Problem requirements>
Transcribe the data that follows, exactly and in full.

#### Material to process ####

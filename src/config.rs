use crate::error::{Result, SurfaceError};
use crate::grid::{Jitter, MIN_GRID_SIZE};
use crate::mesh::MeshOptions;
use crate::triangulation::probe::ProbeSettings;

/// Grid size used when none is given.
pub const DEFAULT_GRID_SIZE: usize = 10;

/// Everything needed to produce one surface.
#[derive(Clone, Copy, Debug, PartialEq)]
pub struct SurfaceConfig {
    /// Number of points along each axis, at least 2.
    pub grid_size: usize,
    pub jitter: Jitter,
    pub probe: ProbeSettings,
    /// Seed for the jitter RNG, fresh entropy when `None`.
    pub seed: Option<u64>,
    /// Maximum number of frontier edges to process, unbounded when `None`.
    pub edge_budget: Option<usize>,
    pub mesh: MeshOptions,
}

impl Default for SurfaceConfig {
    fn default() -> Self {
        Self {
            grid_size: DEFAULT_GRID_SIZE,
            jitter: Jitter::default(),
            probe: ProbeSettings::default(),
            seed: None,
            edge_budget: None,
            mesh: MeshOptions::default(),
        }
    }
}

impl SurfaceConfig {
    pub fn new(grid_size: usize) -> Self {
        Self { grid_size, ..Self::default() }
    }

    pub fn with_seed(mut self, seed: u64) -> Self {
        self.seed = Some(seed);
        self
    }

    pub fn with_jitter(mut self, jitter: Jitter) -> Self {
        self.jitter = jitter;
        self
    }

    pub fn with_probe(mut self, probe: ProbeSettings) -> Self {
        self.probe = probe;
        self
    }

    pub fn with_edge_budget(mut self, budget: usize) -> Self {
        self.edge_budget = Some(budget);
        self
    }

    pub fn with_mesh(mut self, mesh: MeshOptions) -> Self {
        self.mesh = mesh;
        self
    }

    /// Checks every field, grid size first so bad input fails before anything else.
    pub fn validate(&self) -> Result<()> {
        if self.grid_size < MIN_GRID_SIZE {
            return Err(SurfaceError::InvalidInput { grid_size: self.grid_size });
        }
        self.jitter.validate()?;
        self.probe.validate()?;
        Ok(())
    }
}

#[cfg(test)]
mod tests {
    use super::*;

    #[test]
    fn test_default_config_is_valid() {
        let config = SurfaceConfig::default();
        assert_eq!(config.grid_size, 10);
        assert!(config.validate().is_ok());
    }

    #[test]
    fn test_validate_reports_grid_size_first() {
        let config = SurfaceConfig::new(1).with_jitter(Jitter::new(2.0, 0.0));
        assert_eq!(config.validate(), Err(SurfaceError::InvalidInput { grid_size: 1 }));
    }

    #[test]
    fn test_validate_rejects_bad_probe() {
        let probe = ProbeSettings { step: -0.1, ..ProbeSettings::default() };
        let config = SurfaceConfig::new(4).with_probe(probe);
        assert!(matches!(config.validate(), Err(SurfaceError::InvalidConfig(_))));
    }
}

####

Response for this exercise>
filename src/config.rs
use crate::error::{Result, SurfaceError};
use crate::grid::{Jitter, MIN_GRID_SIZE};
use crate::mesh::MeshOptions;
use crate::triangulation::probe::ProbeSettings;

/// Grid size used when none is given.
pub const DEFAULT_GRID_SIZE: usize = 10;

/// Everything needed to produce one surface.
#[derive(Clone, Copy, Debug, PartialEq)]
pub struct SurfaceConfig {
    /// Number of points along each axis, at least 2.
    pub grid_size: usize,
    pub jitter: Jitter,
    pub probe: ProbeSettings,
    /// Seed for the jitter RNG, fresh entropy when `None`.
    pub seed: Option<u64>,
    /// Maximum number of frontier edges to process, unbounded when `None`.
    pub edge_budget: Option<usize>,
    pub mesh: MeshOptions,
}

impl Default for SurfaceConfig {
    fn default() -> Self {
        Self {
            grid_size: DEFAULT_GRID_SIZE,
            jitter: Jitter::default(),
            probe: ProbeSettings::default(),
            seed: None,
            edge_budget: None,
            mesh: MeshOptions::default(),
        }
    }
}

impl SurfaceConfig {
    pub fn new(grid_size: usize) -> Self {
        Self { grid_size, ..Self::default() }
    }

    pub fn with_seed(mut self, seed: u64) -> Self {
        self.seed = Some(seed);
        self
    }

    pub fn with_jitter(mut self, jitter: Jitter) -> Self {
        self.jitter = jitter;
        self
    }

    pub fn with_probe(mut self, probe: ProbeSettings) -> Self {
        self.probe = probe;
        self
    }

    pub fn with_edge_budget(mut self, budget: usize) -> Self {
        self.edge_budget = Some(budget);
        self
    }

    pub fn with_mesh(mut self, mesh: MeshOptions) -> Self {
        self.mesh = mesh;
        self
    }

    /// Checks every field, grid size first so bad input fails before anything else.
    pub fn validate(&self) -> Result<()> {
        if self.grid_size < MIN_GRID_SIZE {
            return Err(SurfaceError::InvalidInput { grid_size: self.grid_size });
        }
        self.jitter.validate()?;
        self.probe.validate()?;
        Ok(())
    }
}

#[cfg(test)]
mod tests {
    use super::*;

    #[test]
    fn test_default_config_is_valid() {
        let config = SurfaceConfig::default();
        assert_eq!(config.grid_size, 10);
        assert!(config.validate().is_ok());
    }

    #[test]
    fn test_validate_reports_grid_size_first() {
        let config = SurfaceConfig::new(1).with_jitter(Jitter::new(2.0, 0.0));
        assert_eq!(config.validate(), Err(SurfaceError::InvalidInput { grid_size: 1 }));
    }

    #[test]
    fn test_validate_rejects_bad_probe() {
        let probe = ProbeSettings { step: -0.1, ..ProbeSettings::default() };
        let config = SurfaceConfig::new(4).with_probe(probe);
        assert!(matches!(config.validate(), Err(SurfaceError::InvalidConfig(_))));
    }
}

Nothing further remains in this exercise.